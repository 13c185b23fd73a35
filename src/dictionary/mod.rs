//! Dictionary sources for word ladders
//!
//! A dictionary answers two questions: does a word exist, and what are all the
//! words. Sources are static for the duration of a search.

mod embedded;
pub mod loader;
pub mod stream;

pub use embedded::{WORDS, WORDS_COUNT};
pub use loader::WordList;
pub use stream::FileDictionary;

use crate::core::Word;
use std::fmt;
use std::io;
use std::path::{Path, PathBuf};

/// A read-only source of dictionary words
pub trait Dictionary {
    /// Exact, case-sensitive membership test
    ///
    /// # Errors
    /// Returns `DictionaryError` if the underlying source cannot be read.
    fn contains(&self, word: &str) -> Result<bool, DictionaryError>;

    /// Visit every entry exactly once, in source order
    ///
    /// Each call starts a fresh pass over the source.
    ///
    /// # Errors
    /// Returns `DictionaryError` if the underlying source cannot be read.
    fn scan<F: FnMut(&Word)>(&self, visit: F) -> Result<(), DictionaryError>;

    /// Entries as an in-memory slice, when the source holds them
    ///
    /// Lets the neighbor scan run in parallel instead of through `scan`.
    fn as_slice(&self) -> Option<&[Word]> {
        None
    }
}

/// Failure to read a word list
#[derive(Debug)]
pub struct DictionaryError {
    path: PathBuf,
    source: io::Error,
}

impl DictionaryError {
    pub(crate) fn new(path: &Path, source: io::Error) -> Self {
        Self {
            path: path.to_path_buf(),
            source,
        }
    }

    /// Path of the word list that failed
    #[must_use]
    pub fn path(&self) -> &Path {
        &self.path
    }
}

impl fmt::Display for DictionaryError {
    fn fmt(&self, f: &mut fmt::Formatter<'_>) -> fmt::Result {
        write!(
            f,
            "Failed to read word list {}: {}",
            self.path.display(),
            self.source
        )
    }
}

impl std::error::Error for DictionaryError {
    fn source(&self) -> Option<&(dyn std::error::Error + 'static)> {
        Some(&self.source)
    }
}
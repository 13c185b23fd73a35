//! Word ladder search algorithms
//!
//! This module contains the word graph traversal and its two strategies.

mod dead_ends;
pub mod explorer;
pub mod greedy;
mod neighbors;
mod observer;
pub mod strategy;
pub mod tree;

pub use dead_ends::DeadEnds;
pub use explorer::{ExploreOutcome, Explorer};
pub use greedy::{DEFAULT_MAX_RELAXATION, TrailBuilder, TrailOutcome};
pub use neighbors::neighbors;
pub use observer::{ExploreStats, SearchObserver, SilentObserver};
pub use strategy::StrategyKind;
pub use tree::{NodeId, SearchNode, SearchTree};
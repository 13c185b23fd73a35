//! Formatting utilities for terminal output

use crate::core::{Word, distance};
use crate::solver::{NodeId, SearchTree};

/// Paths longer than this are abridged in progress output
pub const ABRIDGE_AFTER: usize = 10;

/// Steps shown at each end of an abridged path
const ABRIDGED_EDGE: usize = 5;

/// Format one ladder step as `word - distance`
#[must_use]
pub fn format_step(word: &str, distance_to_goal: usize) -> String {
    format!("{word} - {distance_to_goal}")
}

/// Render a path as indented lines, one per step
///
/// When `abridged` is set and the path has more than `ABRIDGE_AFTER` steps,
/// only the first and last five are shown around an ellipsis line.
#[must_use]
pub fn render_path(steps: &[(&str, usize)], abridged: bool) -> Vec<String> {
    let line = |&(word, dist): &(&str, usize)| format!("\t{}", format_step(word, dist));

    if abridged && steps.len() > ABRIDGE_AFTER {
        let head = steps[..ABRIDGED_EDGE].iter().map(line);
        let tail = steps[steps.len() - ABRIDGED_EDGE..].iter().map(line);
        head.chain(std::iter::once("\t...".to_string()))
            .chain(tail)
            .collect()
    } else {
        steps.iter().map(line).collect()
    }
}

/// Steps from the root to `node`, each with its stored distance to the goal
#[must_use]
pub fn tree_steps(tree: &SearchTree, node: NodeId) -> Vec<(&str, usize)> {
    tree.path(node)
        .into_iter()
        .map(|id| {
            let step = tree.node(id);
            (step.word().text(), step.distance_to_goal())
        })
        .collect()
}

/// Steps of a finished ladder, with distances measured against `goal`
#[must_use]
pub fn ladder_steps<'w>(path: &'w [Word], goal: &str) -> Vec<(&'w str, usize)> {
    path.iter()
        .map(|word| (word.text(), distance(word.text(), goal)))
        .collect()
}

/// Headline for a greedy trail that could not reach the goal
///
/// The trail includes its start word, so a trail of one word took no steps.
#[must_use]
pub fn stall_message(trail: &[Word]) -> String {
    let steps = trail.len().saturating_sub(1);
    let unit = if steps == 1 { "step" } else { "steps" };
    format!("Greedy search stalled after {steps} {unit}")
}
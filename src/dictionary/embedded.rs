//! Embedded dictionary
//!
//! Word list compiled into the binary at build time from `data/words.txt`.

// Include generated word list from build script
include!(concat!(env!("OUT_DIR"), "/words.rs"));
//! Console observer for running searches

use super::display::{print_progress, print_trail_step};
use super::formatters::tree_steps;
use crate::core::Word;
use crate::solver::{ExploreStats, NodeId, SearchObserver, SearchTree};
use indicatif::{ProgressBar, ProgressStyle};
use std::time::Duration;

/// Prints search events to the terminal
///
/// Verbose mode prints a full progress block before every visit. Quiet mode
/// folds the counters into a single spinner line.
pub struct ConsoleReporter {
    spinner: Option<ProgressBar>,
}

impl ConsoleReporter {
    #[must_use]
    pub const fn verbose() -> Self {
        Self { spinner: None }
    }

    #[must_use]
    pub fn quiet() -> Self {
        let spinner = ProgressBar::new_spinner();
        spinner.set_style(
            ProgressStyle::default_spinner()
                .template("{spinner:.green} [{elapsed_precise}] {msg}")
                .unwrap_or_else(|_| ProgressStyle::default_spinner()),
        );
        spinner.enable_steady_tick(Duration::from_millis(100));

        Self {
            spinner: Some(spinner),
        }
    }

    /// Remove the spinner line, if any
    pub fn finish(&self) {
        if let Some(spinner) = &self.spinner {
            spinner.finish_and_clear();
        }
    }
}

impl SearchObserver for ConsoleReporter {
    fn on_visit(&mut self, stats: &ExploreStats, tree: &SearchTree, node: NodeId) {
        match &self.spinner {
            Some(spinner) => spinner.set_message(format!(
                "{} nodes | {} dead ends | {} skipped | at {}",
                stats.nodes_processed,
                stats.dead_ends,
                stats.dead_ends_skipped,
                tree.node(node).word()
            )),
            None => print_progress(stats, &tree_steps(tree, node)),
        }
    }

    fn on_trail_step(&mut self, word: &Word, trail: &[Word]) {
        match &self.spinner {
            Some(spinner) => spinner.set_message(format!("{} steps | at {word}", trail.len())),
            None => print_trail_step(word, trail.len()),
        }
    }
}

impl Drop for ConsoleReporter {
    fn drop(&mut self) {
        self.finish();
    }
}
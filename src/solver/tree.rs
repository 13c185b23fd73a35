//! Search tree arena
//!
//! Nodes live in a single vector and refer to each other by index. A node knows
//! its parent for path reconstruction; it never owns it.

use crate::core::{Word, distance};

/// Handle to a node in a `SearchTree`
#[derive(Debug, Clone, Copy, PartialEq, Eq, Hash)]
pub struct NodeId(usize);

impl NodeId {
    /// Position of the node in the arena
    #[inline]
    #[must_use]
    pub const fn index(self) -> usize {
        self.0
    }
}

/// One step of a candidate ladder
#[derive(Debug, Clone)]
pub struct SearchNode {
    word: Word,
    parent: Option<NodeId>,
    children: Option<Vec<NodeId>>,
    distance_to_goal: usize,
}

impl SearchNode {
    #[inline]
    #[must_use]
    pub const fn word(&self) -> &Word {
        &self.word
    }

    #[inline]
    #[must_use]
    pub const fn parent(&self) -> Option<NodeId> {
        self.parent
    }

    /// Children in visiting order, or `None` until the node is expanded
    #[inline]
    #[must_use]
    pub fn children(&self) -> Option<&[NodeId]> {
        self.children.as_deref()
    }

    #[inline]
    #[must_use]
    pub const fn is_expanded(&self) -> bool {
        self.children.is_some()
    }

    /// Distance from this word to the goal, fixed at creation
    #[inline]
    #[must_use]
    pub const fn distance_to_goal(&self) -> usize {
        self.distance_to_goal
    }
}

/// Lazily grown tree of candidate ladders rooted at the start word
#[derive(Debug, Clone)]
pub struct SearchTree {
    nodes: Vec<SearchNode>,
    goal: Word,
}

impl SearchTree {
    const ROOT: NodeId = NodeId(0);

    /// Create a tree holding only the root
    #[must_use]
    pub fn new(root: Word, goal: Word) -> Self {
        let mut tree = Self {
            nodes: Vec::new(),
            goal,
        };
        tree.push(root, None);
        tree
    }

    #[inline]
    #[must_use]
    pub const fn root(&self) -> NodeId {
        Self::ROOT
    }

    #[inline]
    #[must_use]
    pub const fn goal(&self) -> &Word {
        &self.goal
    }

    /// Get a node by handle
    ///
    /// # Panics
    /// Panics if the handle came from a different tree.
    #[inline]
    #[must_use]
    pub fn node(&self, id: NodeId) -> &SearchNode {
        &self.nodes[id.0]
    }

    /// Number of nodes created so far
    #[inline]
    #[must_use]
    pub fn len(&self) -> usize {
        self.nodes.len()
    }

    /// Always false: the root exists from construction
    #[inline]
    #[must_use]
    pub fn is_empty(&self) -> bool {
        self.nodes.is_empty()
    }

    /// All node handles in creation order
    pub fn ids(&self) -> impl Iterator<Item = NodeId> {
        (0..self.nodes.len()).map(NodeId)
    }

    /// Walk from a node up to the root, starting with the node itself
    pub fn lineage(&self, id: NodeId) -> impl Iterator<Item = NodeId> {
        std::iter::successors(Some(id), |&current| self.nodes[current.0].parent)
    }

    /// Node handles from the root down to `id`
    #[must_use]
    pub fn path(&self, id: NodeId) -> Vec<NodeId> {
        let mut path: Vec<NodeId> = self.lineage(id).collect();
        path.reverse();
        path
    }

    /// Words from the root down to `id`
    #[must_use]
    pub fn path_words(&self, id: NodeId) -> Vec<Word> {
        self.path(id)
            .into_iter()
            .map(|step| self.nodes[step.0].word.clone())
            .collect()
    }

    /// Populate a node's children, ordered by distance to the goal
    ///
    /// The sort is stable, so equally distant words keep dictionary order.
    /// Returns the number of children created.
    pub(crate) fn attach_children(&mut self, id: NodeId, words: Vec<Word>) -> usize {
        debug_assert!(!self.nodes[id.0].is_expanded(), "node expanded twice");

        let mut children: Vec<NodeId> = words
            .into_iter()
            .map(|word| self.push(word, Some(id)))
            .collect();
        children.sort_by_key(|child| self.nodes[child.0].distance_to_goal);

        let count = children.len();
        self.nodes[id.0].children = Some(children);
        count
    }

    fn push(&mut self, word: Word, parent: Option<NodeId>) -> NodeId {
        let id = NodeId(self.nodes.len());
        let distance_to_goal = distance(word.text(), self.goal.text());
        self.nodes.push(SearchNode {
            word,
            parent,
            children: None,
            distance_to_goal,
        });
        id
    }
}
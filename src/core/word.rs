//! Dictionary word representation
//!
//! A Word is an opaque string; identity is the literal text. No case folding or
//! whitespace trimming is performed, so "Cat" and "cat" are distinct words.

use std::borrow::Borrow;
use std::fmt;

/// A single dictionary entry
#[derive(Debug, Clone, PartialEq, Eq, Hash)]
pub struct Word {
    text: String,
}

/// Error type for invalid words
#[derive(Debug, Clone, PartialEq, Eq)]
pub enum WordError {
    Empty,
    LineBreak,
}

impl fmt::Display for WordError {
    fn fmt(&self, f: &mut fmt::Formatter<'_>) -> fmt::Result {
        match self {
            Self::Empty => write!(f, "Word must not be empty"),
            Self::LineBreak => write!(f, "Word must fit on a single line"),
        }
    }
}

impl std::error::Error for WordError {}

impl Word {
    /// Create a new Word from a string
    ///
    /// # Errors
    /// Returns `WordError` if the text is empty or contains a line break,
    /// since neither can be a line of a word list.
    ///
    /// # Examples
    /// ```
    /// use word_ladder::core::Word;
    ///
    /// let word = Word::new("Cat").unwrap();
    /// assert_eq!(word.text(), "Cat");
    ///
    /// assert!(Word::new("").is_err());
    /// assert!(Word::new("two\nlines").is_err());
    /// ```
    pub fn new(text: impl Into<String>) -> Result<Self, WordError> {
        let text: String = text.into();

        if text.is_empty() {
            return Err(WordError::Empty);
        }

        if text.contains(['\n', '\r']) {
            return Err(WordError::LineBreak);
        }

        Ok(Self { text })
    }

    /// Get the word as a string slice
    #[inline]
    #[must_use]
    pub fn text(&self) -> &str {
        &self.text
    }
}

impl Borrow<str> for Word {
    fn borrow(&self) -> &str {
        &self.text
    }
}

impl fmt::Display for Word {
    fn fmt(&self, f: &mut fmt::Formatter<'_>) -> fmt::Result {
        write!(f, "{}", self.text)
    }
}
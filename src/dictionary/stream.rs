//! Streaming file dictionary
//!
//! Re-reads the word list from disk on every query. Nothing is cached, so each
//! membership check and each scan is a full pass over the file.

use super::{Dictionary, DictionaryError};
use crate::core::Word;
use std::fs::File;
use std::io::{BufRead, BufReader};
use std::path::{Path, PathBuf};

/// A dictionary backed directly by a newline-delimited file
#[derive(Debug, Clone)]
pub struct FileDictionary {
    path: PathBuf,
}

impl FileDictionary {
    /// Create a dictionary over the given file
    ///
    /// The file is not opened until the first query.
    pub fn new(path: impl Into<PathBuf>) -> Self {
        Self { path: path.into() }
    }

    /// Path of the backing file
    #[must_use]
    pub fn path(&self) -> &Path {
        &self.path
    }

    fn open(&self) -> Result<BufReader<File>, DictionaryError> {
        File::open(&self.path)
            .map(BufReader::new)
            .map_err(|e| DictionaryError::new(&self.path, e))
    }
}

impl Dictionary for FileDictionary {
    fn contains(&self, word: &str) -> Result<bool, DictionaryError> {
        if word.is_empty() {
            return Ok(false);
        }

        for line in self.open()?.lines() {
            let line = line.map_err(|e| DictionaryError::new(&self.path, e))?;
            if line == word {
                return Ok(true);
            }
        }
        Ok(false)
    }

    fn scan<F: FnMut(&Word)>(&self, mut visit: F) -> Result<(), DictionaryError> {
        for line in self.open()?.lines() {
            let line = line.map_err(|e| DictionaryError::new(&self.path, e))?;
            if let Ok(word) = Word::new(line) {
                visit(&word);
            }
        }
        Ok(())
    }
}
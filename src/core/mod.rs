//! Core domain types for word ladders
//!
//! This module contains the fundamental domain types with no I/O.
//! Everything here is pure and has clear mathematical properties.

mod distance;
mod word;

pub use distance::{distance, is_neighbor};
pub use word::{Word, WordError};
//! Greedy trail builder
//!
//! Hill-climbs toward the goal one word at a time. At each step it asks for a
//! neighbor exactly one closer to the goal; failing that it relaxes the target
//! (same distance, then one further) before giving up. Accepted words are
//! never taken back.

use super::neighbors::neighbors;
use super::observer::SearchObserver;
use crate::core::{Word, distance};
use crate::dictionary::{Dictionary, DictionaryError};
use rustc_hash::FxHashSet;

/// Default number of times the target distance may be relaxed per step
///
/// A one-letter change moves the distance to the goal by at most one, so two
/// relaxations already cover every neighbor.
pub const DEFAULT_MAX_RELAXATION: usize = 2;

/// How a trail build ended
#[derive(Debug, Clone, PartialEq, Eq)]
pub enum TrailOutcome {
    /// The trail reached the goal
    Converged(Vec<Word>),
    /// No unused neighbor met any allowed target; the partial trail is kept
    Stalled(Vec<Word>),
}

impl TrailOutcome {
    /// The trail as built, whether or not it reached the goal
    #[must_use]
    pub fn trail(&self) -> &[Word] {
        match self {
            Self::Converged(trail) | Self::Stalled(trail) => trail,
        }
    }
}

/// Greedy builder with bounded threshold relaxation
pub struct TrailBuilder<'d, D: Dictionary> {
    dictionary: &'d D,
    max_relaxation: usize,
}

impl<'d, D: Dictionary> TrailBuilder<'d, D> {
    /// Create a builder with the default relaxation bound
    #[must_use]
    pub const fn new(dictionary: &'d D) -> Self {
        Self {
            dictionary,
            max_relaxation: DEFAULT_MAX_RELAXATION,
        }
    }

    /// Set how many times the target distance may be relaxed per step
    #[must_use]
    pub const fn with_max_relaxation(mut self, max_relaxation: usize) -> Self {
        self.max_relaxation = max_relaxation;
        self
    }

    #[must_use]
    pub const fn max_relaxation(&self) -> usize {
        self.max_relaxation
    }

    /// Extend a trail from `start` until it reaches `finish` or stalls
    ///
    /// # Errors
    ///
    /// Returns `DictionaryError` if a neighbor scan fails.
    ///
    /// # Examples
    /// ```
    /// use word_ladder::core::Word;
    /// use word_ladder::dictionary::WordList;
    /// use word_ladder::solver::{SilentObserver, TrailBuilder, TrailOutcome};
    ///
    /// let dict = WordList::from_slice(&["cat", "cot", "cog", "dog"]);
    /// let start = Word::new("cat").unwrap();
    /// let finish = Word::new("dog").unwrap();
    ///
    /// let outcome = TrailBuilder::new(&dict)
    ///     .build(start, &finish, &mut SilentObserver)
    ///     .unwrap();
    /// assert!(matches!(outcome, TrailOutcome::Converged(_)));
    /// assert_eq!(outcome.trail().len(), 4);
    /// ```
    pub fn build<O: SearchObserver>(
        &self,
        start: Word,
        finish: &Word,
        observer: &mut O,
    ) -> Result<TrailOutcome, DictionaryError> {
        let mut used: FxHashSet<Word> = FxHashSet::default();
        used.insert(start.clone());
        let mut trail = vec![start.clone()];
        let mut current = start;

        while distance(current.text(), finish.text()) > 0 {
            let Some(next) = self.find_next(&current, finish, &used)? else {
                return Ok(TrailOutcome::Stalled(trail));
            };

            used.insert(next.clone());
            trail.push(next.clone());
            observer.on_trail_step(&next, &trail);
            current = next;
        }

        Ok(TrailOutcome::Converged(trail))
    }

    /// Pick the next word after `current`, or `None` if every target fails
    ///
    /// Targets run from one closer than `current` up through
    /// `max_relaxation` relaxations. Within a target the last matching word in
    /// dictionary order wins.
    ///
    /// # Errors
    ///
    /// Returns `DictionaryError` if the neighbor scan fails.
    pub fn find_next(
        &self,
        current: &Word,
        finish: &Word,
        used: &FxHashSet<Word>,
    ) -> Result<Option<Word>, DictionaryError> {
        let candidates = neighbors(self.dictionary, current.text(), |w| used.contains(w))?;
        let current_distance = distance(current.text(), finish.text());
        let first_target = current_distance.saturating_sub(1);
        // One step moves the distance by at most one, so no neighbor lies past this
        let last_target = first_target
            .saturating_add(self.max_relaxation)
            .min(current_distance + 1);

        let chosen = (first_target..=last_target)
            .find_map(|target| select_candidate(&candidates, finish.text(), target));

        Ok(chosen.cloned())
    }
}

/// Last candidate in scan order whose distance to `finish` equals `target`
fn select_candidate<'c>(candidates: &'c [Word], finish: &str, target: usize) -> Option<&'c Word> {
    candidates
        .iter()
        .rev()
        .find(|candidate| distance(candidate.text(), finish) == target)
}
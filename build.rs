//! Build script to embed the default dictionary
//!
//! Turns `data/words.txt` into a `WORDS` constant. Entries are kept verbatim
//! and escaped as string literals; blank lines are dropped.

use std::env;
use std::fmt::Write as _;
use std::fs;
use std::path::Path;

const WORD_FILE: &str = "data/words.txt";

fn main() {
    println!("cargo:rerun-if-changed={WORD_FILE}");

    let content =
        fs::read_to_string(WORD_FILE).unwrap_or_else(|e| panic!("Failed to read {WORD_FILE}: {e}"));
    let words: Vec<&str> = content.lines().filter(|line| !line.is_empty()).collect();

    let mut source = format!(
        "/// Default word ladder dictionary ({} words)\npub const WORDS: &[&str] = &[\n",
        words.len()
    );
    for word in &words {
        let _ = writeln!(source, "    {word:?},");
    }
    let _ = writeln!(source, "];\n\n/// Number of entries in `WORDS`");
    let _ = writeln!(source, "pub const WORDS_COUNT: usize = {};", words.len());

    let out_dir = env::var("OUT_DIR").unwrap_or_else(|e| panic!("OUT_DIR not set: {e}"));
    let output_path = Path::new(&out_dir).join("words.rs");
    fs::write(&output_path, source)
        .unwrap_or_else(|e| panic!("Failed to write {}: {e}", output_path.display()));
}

= = = = =

▸ **Task objective**:
Your task is to list each line of the records with the word "ProgressStyle".

▸ **Your solution**:
use indicatif::{ProgressBar, ProgressStyle};
            ProgressStyle::default_spinner()
                .unwrap_or_else(|_| ProgressStyle::default_spinner()),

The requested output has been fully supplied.